1. House Values Are at the Peak

Global House Price Index for 2020 from IMF shows an increase in house prices by more than 5% in 23 countries. The United States home value increased by 7.6% last year. It will increase by 6.4% within the following year.

The National Association of Realtors reports that most metro areas’ existing single-family home values have increased by 90%. This increase is because of the low inventory of houses for sale. The demand for homes is very high, while the supply is low. So the sellers receive offers well above the market value and make huge profits.

The home supply is deficient because the home builders find it difficult due to high costs and labor shortages. In the metros, the home builders find it even more difficult because of the permits and zoning. And regulations are stringent.

The demand for real estate is increasing because of the healthy labor market and sound economic growth, encouraging young millennials to buy their first home.

As mentioned above, the supply and demand ratio has resulted in a decline in home sales and an increase in prices. It is one of the deciding factors for first-time homebuyers to invest in the property rather than buying it to live in that house.

2. Low-Interest Rates

Interest rates to buy investment property are more by 0.5 to 0.875% than mortgage rates for a primary residence. It means that when you buy a house in which you do not intend to live, you have to pay slightly higher interest than when you buy the same place for living.
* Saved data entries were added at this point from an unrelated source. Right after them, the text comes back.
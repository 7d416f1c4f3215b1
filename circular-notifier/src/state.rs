use crate::traits::WatermarkStore;
use crate::types::{FeedEntry, Result};
use std::fs;
use std::io::ErrorKind;
use std::path::PathBuf;
use tracing::{debug, info};

/// Default location of the watermark file, relative to the working directory.
pub const DEFAULT_STATE_FILE: &str = "last_title.txt";

/// Watermark kept in a single plain-text file.
pub struct FileWatermarkStore {
    path: PathBuf,
}

impl FileWatermarkStore {
    pub fn new(path: impl Into<PathBuf>) -> Self {
        Self { path: path.into() }
    }
}

impl WatermarkStore for FileWatermarkStore {
    fn load(&self) -> Result<String> {
        match fs::read_to_string(&self.path) {
            Ok(contents) => Ok(contents.trim().to_string()),
            Err(e) if e.kind() == ErrorKind::NotFound => {
                debug!("No watermark at {}, treating as first run", self.path.display());
                Ok(String::new())
            }
            Err(e) => Err(e.into()),
        }
    }

    fn save(&self, title: &str) -> Result<()> {
        fs::write(&self.path, title)?;
        info!("Saved watermark to {}", self.path.display());
        Ok(())
    }
}

/// Entries published since `watermark`, newest first.
///
/// Walks the feed from the top and stops at the first entry whose title equals
/// the watermark exactly. When no title matches (including the empty watermark
/// of a first run) every entry is returned. An item re-published under an
/// unchanged title is therefore treated as already sent.
pub fn new_entries_since(entries: &[FeedEntry], watermark: &str) -> Vec<FeedEntry> {
    entries
        .iter()
        .take_while(|entry| entry.title != watermark)
        .cloned()
        .collect()
}
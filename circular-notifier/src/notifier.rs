use crate::traits::Notifier;
use crate::types::Result;
use async_trait::async_trait;
use reqwest::Client;
use std::fmt;
use std::time::Duration;
use tracing::{debug, info, warn};

pub const DEFAULT_TELEGRAM_API_BASE: &str = "https://api.telegram.org";

/// Largest message body sent in one request; Telegram rejects anything over 4096.
pub const MESSAGE_CHAR_LIMIT: usize = 4000;

pub const DEFAULT_PACING: Duration = Duration::from_secs(1);

#[derive(Clone)]
pub struct TelegramConfig {
    pub api_base: String,
    pub bot_token: String,
    pub chat_id: String,
    pub chunk_limit: usize,
    pub pacing: Duration,
    pub timeout_seconds: u64,
}

impl TelegramConfig {
    pub fn new(bot_token: impl Into<String>, chat_id: impl Into<String>) -> Self {
        Self {
            api_base: DEFAULT_TELEGRAM_API_BASE.to_string(),
            bot_token: bot_token.into(),
            chat_id: chat_id.into(),
            chunk_limit: MESSAGE_CHAR_LIMIT,
            pacing: DEFAULT_PACING,
            timeout_seconds: 30,
        }
    }
}

impl fmt::Debug for TelegramConfig {
    fn fmt(&self, f: &mut fmt::Formatter<'_>) -> fmt::Result {
        f.debug_struct("TelegramConfig")
            .field("api_base", &self.api_base)
            .field("bot_token", &"***")
            .field("chat_id", &self.chat_id)
            .field("chunk_limit", &self.chunk_limit)
            .field("pacing", &self.pacing)
            .finish()
    }
}

/// Splits `text` into chunks of at most `limit` characters without breaking words.
///
/// Whitespace inside a chunk is kept as-is, so line breaks survive; whitespace
/// falling on a chunk boundary is dropped. A word longer than `limit` is cut
/// at character boundaries. Blank input yields no chunks.
pub fn split_message(text: &str, limit: usize) -> Vec<String> {
    let limit = limit.max(1);
    let mut chunks = Vec::new();
    let mut current = String::new();
    let mut current_len = 0;
    let mut pending_space = "";

    for (is_space, token) in whitespace_runs(text) {
        if is_space {
            if !current.is_empty() {
                pending_space = token;
            }
            continue;
        }

        let word_len = token.chars().count();
        let space = std::mem::take(&mut pending_space);
        let space_len = space.chars().count();

        if !current.is_empty() && current_len + space_len + word_len <= limit {
            current.push_str(space);
            current.push_str(token);
            current_len += space_len + word_len;
            continue;
        }

        if !current.is_empty() {
            chunks.push(std::mem::take(&mut current));
            current_len = 0;
        }

        if word_len <= limit {
            current.push_str(token);
            current_len = word_len;
            continue;
        }

        let chars: Vec<char> = token.chars().collect();
        let mut pieces = chars.chunks(limit).map(|piece| piece.iter().collect::<String>());
        let mut last = pieces.next().unwrap_or_default();
        for piece in pieces {
            chunks.push(std::mem::replace(&mut last, piece));
        }
        current_len = last.chars().count();
        current = last;
    }

    if !current.is_empty() {
        chunks.push(current);
    }

    chunks
}

/// Alternating runs of whitespace and non-whitespace, tagged `true` for whitespace.
fn whitespace_runs(text: &str) -> Vec<(bool, &str)> {
    let mut runs = Vec::new();
    let mut run_start = 0;
    let mut run_is_space: Option<bool> = None;

    for (idx, ch) in text.char_indices() {
        let is_space = ch.is_whitespace();
        match run_is_space {
            Some(previous) if previous == is_space => {}
            Some(previous) => {
                runs.push((previous, &text[run_start..idx]));
                run_start = idx;
                run_is_space = Some(is_space);
            }
            None => run_is_space = Some(is_space),
        }
    }

    if let Some(is_space) = run_is_space {
        runs.push((is_space, &text[run_start..]));
    }

    runs
}

/// Escapes the characters Telegram's HTML parse mode treats as markup.
pub fn escape_html(text: &str) -> String {
    let mut escaped = String::with_capacity(text.len());
    for ch in text.chars() {
        match ch {
            '&' => escaped.push_str("&amp;"),
            '<' => escaped.push_str("&lt;"),
            '>' => escaped.push_str("&gt;"),
            '"' => escaped.push_str("&quot;"),
            _ => escaped.push(ch),
        }
    }
    escaped
}

/// Bold header announcing a new circular.
pub fn format_title_message(title: &str) -> String {
    format!("<b>{}</b>", escape_html(title))
}

/// Summary followed by a link to the full circular.
pub fn format_summary_message(summary: &str, link: &str) -> String {
    format!(
        "{}\n\n🔗 <a href=\"{}\">Read full circular</a>",
        escape_html(summary),
        escape_html(link)
    )
}

/// Posts messages through the Telegram Bot API.
pub struct TelegramNotifier {
    client: Client,
    config: TelegramConfig,
}

impl TelegramNotifier {
    pub fn new(config: TelegramConfig) -> Result<Self> {
        let client = Client::builder()
            .timeout(Duration::from_secs(config.timeout_seconds))
            .build()?;
        Ok(Self { client, config })
    }

    fn endpoint(&self) -> String {
        format!(
            "{}/bot{}/sendMessage",
            self.config.api_base.trim_end_matches('/'),
            self.config.bot_token
        )
    }

    async fn send_chunk(&self, chunk: &str) {
        let form = [
            ("chat_id", self.config.chat_id.as_str()),
            ("text", chunk),
            ("parse_mode", "HTML"),
        ];

        match self.client.post(self.endpoint()).form(&form).send().await {
            Ok(response) => {
                let status = response.status();
                let body = response.text().await.unwrap_or_default();
                debug!("Telegram send -> {}: {}", status.as_u16(), body);
                if !status.is_success() {
                    warn!("Telegram rejected message ({}): {}", status.as_u16(), body);
                }
            }
            Err(e) => {
                // reqwest includes the URL in its errors, and ours carries the bot token
                warn!("Telegram send failed: {}", e.without_url());
            }
        }
    }
}

#[async_trait]
impl Notifier for TelegramNotifier {
    async fn send(&self, text: &str) {
        let chunks = split_message(text, self.config.chunk_limit);
        info!("Sending message in {} chunk(s)", chunks.len());

        for chunk in &chunks {
            self.send_chunk(chunk).await;
            if !self.config.pacing.is_zero() {
                tokio::time::sleep(self.config.pacing).await;
            }
        }
    }
}
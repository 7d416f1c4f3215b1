pub mod config;
pub mod extractor;
pub mod fetcher;
pub mod notifier;
pub mod parser;
pub mod pipeline;
pub mod sources;
pub mod state;
pub mod summarizer;
pub mod traits;
pub mod types;

pub use config::{AppConfig, Settings};
pub use extractor::CircularPageExtractor;
pub use fetcher::Fetcher;
pub use notifier::TelegramNotifier;
pub use parser::FeedParser;
pub use pipeline::{CircularPipeline, RunOutcome, RunReport, RunState};
pub use sources::{RbiFeedSource, RssFeedSource};
pub use state::FileWatermarkStore;
pub use summarizer::HuggingFaceSummarizer;
pub use traits::{FeedSource, Notifier, PageExtractor, Summarizer, WatermarkStore};
pub use types::*;
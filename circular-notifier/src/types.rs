/// User-Agent sent with every feed and page request.
pub const DEFAULT_USER_AGENT: &str = "Mozilla/5.0";

/// One item of the parsed feed, in the order the feed lists it (newest first).
#[derive(Debug, Clone, PartialEq, Eq)]
pub struct FeedEntry {
    pub title: String,
    pub link: String,
    /// Zero-based position in the source feed.
    pub original_order: usize,
}

impl FeedEntry {
    pub fn new(title: impl Into<String>, link: impl Into<String>, original_order: usize) -> Self {
        Self {
            title: title.into(),
            link: link.into(),
            original_order,
        }
    }
}

#[derive(Debug, Clone)]
pub struct FetchConfig {
    pub user_agent: String,
    pub timeout_seconds: u64,
}

impl Default for FetchConfig {
    fn default() -> Self {
        Self {
            user_agent: DEFAULT_USER_AGENT.to_string(),
            timeout_seconds: 10,
        }
    }
}

#[derive(Debug, Clone)]
pub struct FetchResult {
    pub success: bool,
    pub error: Option<String>,
    pub response_time_ms: u64,
    pub http_status: Option<u16>,
    pub content: Option<String>, // RSS/XML content
}

/// Outcome of fetching a circular's web page.
#[derive(Debug, Clone, PartialEq, Eq)]
pub enum PageFetch {
    Html(String),
    Status(u16),
    Failed(String),
}

#[derive(Debug, thiserror::Error)]
pub enum NotifierError {
    #[error("HTTP error: {0}")]
    Http(#[from] reqwest::Error),

    #[error("Feed parse error: {0}")]
    Parse(String),

    #[error("Invalid URL: {0}")]
    InvalidUrl(#[from] url::ParseError),

    #[error("Configuration error: {0}")]
    Config(String),

    #[error("Summarization failed (status {status:?}): {message}")]
    Summarization { status: Option<u16>, message: String },

    #[error("IO error: {0}")]
    Io(#[from] std::io::Error),

    #[error("Serialization error: {0}")]
    Serialization(#[from] serde_json::Error),
}

pub type Result<T> = std::result::Result<T, NotifierError>;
Even though your interest rates on an investment property are slightly higher, the money you get by renting your house can be used for paying the monthly mortgage and other expenses incurred by renting your home.

But buyers can get lower investment property mortgage rates by having a good credit score, maintaining a 43% or less debt to income ratio, having reasonable cash reserves to pay the mortgage for at least six months, and putting down more than 20%.

  • Credit score

You may qualify for a low-interest rate if you have a credit score of more than 740. If your credit score is less than 740, you’re considered a risk to the lender, so they may turn down your loan application or have to pay a higher interest rate.

  •  Debt to income ratio

If you mean 1043% or less debt to income ratio, you’re perceived to be less risky to the lender so that you may qualify for a lower interest rate.

  • Cash reserves

Your bank account must have enough cash to cover your mortgage payment for at least six months. This cash reserve helps you to qualify for a low-interest loan.

  • Down payment

The lender decides how much money to lend you and the kind of mortgage you qualify for depending on the down payment you make on your home. You have a lower loan-to-value ratio when you make a big down payment. The lenders consider you less risky and reliable so that you may qualify for lower interest rates. It may also help you avoid fees like private mortgage insurance.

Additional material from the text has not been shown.